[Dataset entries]
+ + +

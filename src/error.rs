use axum::{
    http::StatusCode,
    response::{IntoResponse, Response},
    Json,
};
use serde_json::json;

use crate::services::difficulty::ClassifyError;

/// Application-level errors
#[derive(thiserror::Error, Debug)]
pub enum AppError {
    #[error("Not found: {0}")]
    NotFound(String),

    #[error("Invalid input: {0}")]
    InvalidInput(String),

    #[error("Internal server error: {0}")]
    Internal(String),
}

impl From<ClassifyError> for AppError {
    fn from(err: ClassifyError) -> Self {
        AppError::InvalidInput(err.to_string())
    }
}

impl IntoResponse for AppError {
    fn into_response(self) -> Response {
        let (status, message) = match self {
            AppError::NotFound(msg) => (StatusCode::NOT_FOUND, msg),
            AppError::InvalidInput(msg) => (StatusCode::BAD_REQUEST, msg),
            AppError::Internal(_) => (StatusCode::INTERNAL_SERVER_ERROR, self.to_string()),
        };

        let body = Json(json!({
            "error": message
        }));

        (status, body).into_response()
    }
}

pub type AppResult<T> = Result<T, AppError>;
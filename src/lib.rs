pub mod api;
pub mod config;
pub mod error;
pub mod middleware;
pub mod models;
pub mod services;
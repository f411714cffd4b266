use serde::Deserialize;

/// Application configuration loaded from environment variables
#[derive(Debug, Deserialize, Clone)]
pub struct Config {
    /// Server host address
    #[serde(default = "default_host")]
    pub host: String,

    /// Server port
    #[serde(default = "default_port")]
    pub port: u16,

    /// Tracing filter used when RUST_LOG is not set
    #[serde(default = "default_log_filter")]
    pub log_filter: String,
}

fn default_host() -> String {
    "127.0.0.1".to_string()
}

fn default_port() -> u16 {
    3000
}

fn default_log_filter() -> String {
    "recipebox_api=info,tower_http=info".to_string()
}

impl Config {
    /// Load configuration from environment variables
    pub fn from_env() -> anyhow::Result<Self> {
        dotenvy::dotenv().ok();
        envy::from_env::<Config>().map_err(|e| anyhow::anyhow!("Failed to load config: {}", e))
    }
}
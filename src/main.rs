use recipebox_api::api::{create_router, AppState};
use recipebox_api::config::Config;
use tracing_subscriber::EnvFilter;

#[tokio::main]
async fn main() -> anyhow::Result<()> {
    let config = Config::from_env()?;

    tracing_subscriber::fmt()
        .with_env_filter(
            EnvFilter::try_from_default_env().unwrap_or_else(|_| EnvFilter::new(&config.log_filter)),
        )
        .init();

    // Initialize application state
    let state = AppState::new();

    // Create the router with all routes
    let app = create_router(state);

    // Start the server
    let addr = format!("{}:{}", config.host, config.port);
    let listener = tokio::net::TcpListener::bind(&addr).await?;
    tracing::info!("Server running on http://{}", addr);
    axum::serve(listener, app).await?;

    Ok(())
}
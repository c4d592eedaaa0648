//! Vocabulary Flush Task
//!
//! Periodically persists the autocomplete vocabulary when it has changed.

use std::time::Duration;

use tokio::task::JoinHandle;
use tracing::{debug, info};

use crate::trie::SharedVocabulary;

/// Spawns a task that calls [`SharedVocabulary::flush`] every `interval`.
///
/// Clean vocabularies are skipped, so an idle service does not rewrite its
/// files. Failures are logged by `flush` and retried on the next tick.
pub fn spawn_flush_task(vocabulary: SharedVocabulary, interval: Duration) -> JoinHandle<()> {
    tokio::spawn(async move {
        info!(interval_secs = interval.as_secs(), "starting vocabulary flush task");

        loop {
            tokio::time::sleep(interval).await;

            let saved = vocabulary.flush().await;
            if saved {
                info!("vocabulary flushed");
            } else {
                debug!("vocabulary flush skipped");
            }
        }
    })
}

+ + +

Each record above has to be printed again, word for word.

filename src/error.rs
use axum::{
    http::StatusCode,
    response::{IntoResponse, Response},
    Json,
};
use serde_json::json;

use crate::services::difficulty::ClassifyError;

/// Application-level errors
#[derive(thiserror::Error, Debug)]
pub enum AppError {
    #[error("Not found: {0}")]
    NotFound(String),

    #[error("Invalid input: {0}")]
    InvalidInput(String),

    #[error("Internal server error: {0}")]
    Internal(String),
}

impl From<ClassifyError> for AppError {
    fn from(err: ClassifyError) -> Self {
        AppError::InvalidInput(err.to_string())
    }
}

impl IntoResponse for AppError {
    fn into_response(self) -> Response {
        let (status, message) = match self {
            AppError::NotFound(msg) => (StatusCode::NOT_FOUND, msg),
            AppError::InvalidInput(msg) => (StatusCode::BAD_REQUEST, msg),
            AppError::Internal(_) => (StatusCode::INTERNAL_SERVER_ERROR, self.to_string()),
        };

        let body = Json(json!({
            "error": message
        }));

        (status, body).into_response()
    }
}

pub type AppResult<T> = Result<T, AppError>;
filename src/lib.rs
pub mod api;
pub mod config;
pub mod error;
pub mod middleware;
pub mod models;
pub mod services;
repository f411714cffd4b266
use serde::Deserialize;

/// Application configuration loaded from environment variables
#[derive(Debug, Deserialize, Clone)]
pub struct Config {
    /// Server host address
    #[serde(default = "default_host")]
    pub host: String,

    /// Server port
    #[serde(default = "default_port")]
    pub port: u16,

    /// Tracing filter used when RUST_LOG is not set
    #[serde(default = "default_log_filter")]
    pub log_filter: String,
}

fn default_host() -> String {
    "127.0.0.1".to_string()
}

fn default_port() -> u16 {
    3000
}

fn default_log_filter() -> String {
    "recipebox_api=info,tower_http=info".to_string()
}

impl Config {
    /// Load configuration from environment variables
    pub fn from_env() -> anyhow::Result<Self> {
        dotenvy::dotenv().ok();
        envy::from_env::<Config>().map_err(|e| anyhow::anyhow!("Failed to load config: {}", e))
    }
}
filename src/main.rs
use recipebox_api::api::{create_router, AppState};
use recipebox_api::config::Config;
use tracing_subscriber::EnvFilter;

#[tokio::main]
async fn main() -> anyhow::Result<()> {
    let config = Config::from_env()?;

    tracing_subscriber::fmt()
        .with_env_filter(
            EnvFilter::try_from_default_env().unwrap_or_else(|_| EnvFilter::new(&config.log_filter)),
        )
        .init();

    // Initialize application state
    let state = AppState::new();

    // Create the router with all routes
    let app = create_router(state);

    // Start the server
    let addr = format!("{}:{}", config.host, config.port);
    let listener = tokio::net::TcpListener::bind(&addr).await?;
    tracing::info!("Server running on http://{}", addr);
    axum::serve(listener, app).await?;

    Ok(())
}
repository c4d592eedaaa0648
//! Vocabulary Flush Task
//!
//! Periodically persists the autocomplete vocabulary when it has changed.

use std::time::Duration;

use tokio::task::JoinHandle;
use tracing::{debug, info};

use crate::trie::SharedVocabulary;

/// Spawns a task that calls [`SharedVocabulary::flush`] every `interval`.
///
/// Clean vocabularies are skipped, so an idle service does not rewrite its
/// files. Failures are logged by `flush` and retried on the next tick.
pub fn spawn_flush_task(vocabulary: SharedVocabulary, interval: Duration) -> JoinHandle<()> {
    tokio::spawn(async move {
        info!(interval_secs = interval.as_secs(), "starting vocabulary flush task");

        loop {
            tokio::time::sleep(interval).await;

            let saved = vocabulary.flush().await;
            if saved {
                info!("vocabulary flushed");
            } else {
                debug!("vocabulary flush skipped");
            }
        }
    })
}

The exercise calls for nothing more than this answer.